▶ EXERCISE INSTRUCTIONS: The string "TemplateContext" may appear in lines of the listing. Report each line where it does.
START RECORDS
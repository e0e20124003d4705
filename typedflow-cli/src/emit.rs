//! Code emission
//!
//! Renders resolved records through the minijinja template and checks that
//! the result is a valid Rust file before handing it back.

use crate::error::{GenerateError, Result};
use crate::naming::{format_string, lowercase_first, to_pascal_case, to_snake_case, uppercase_first};
use crate::signature::WorkflowRecord;
use crate::source::SourceFile;
use crate::templates;
use minijinja::Environment;
use serde::Serialize;

/// Everything the template sees
#[derive(Debug, Serialize)]
pub struct TemplateContext {
    pub module_name: String,
    pub source_file: String,
    pub records: Vec<TemplateRecord>,
}

#[derive(Debug, Serialize)]
pub struct TemplateRecord {
    /// Raw name literal, quotes included; the template's filters strip them
    pub name: String,
    pub workflow_func: String,
    pub input_type: String,
    pub result_type: String,
    pub lifted_fn: Option<String>,
}

impl TemplateContext {
    pub fn new(source: &SourceFile, records: &[WorkflowRecord]) -> Self {
        Self {
            module_name: source.module_name(),
            source_file: source.file_name(),
            records: records.iter().map(TemplateRecord::from).collect(),
        }
    }
}

impl From<&WorkflowRecord> for TemplateRecord {
    fn from(record: &WorkflowRecord) -> Self {
        Self {
            name: record.name.clone(),
            workflow_func: record.func.ident().to_string(),
            input_type: record.input_type.clone(),
            result_type: record.result_type.clone(),
            lifted_fn: record.func.lifted_fn(),
        }
    }
}

fn environment() -> Result<Environment<'static>> {
    let mut env = Environment::new();
    env.set_trim_blocks(true);
    env.set_lstrip_blocks(true);
    env.set_keep_trailing_newline(true);

    env.add_filter("format_string", |s: String| format_string(&s));
    env.add_filter("uppercase_first", |s: String| uppercase_first(&s));
    env.add_filter("lowercase_first", |s: String| lowercase_first(&s));
    env.add_filter("pascal_case", |s: String| to_pascal_case(&s));
    env.add_filter("snake_case", |s: String| to_snake_case(&s));

    env.add_template(templates::WORKFLOW_RESULTS, templates::workflow_results())?;
    Ok(env)
}

/// Render the generated file and make sure it parses
pub fn render(context: &TemplateContext) -> Result<String> {
    let env = environment()?;
    let code = env.get_template(templates::WORKFLOW_RESULTS)?.render(context)?;

    syn::parse_file(&code).map_err(|err| {
        let start = err.span().start();
        GenerateError::InvalidOutput {
            line: start.line,
            column: start.column + 1,
            message: err.to_string(),
        }
    })?;

    tracing::debug!(records = context.records.len(), bytes = code.len(), "rendered generated file");
    Ok(code)
}
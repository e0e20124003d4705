//! Workflow registry attribute macro

use proc_macro2::TokenStream;
use quote::quote;
use syn::{Expr, Item, Type};

pub fn workflow_registry_impl(attr: TokenStream, input: TokenStream) -> TokenStream {
    if !attr.is_empty() {
        return syn::Error::new_spanned(attr, "#[workflow_registry] takes no arguments")
            .to_compile_error();
    }

    let item = match syn::parse2::<Item>(input) {
        Ok(item) => item,
        Err(err) => return err.to_compile_error(),
    };

    match check_registry(&item) {
        Ok(()) => quote! { #item },
        Err(err) => {
            let err = err.to_compile_error();
            quote! { #item #err }
        }
    }
}

fn check_registry(item: &Item) -> syn::Result<()> {
    let (ty, expr) = match item {
        Item::Static(item) => (&*item.ty, &*item.expr),
        Item::Const(item) => (&*item.ty, &*item.expr),
        other => {
            return Err(syn::Error::new_spanned(
                other,
                "#[workflow_registry] must be placed on a static or const",
            ))
        }
    };

    if !is_array_type(ty) {
        return Err(syn::Error::new_spanned(
            ty,
            "#[workflow_registry] expects a `&[T]` or `[T; N]` type",
        ));
    }

    if !is_array_literal(expr) {
        return Err(syn::Error::new_spanned(
            expr,
            "#[workflow_registry] must be initialized with an array literal",
        ));
    }

    Ok(())
}

fn is_array_type(ty: &Type) -> bool {
    match ty {
        Type::Reference(reference) => matches!(&*reference.elem, Type::Slice(_) | Type::Array(_)),
        Type::Array(_) => true,
        _ => false,
    }
}

fn is_array_literal(expr: &Expr) -> bool {
    match expr {
        Expr::Array(_) => true,
        Expr::Reference(reference) => matches!(&*reference.expr, Expr::Array(_)),
        _ => false,
    }
}

#[cfg(test)]
mod tests {
    use super::*;

    fn check(source: &str) -> syn::Result<()> {
        check_registry(&syn::parse_str::<Item>(source).unwrap())
    }

    #[test]
    fn test_accepts_static_slice() {
        assert!(check("static WORKFLOWS: &[Workflow] = &[Workflow { name: \"a\" }];").is_ok());
        assert!(check("pub const WORKFLOWS: [Workflow; 0] = [];").is_ok());
    }

    #[test]
    fn test_rejects_non_array_items() {
        let err = check("fn workflows() {}").unwrap_err();
        assert!(err.to_string().contains("static or const"));

        let err = check("static WORKFLOWS: Vec<Workflow> = Vec::new();").unwrap_err();
        assert!(err.to_string().contains("`&[T]` or `[T; N]`"));

        let err = check("static WORKFLOWS: &[Workflow] = make_workflows();").unwrap_err();
        assert!(err.to_string().contains("array literal"));
    }

    #[test]
    fn test_rejects_arguments() {
        let output = workflow_registry_impl(quote! { strict }, quote! { static A: [u8; 0] = []; });
        assert!(output.to_string().contains("takes no arguments"));
    }
}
END RECORDS
▶ RESULT OF THE TASK:
pub struct TemplateContext {
impl TemplateContext {
pub fn render(context: &TemplateContext) -> Result<String> {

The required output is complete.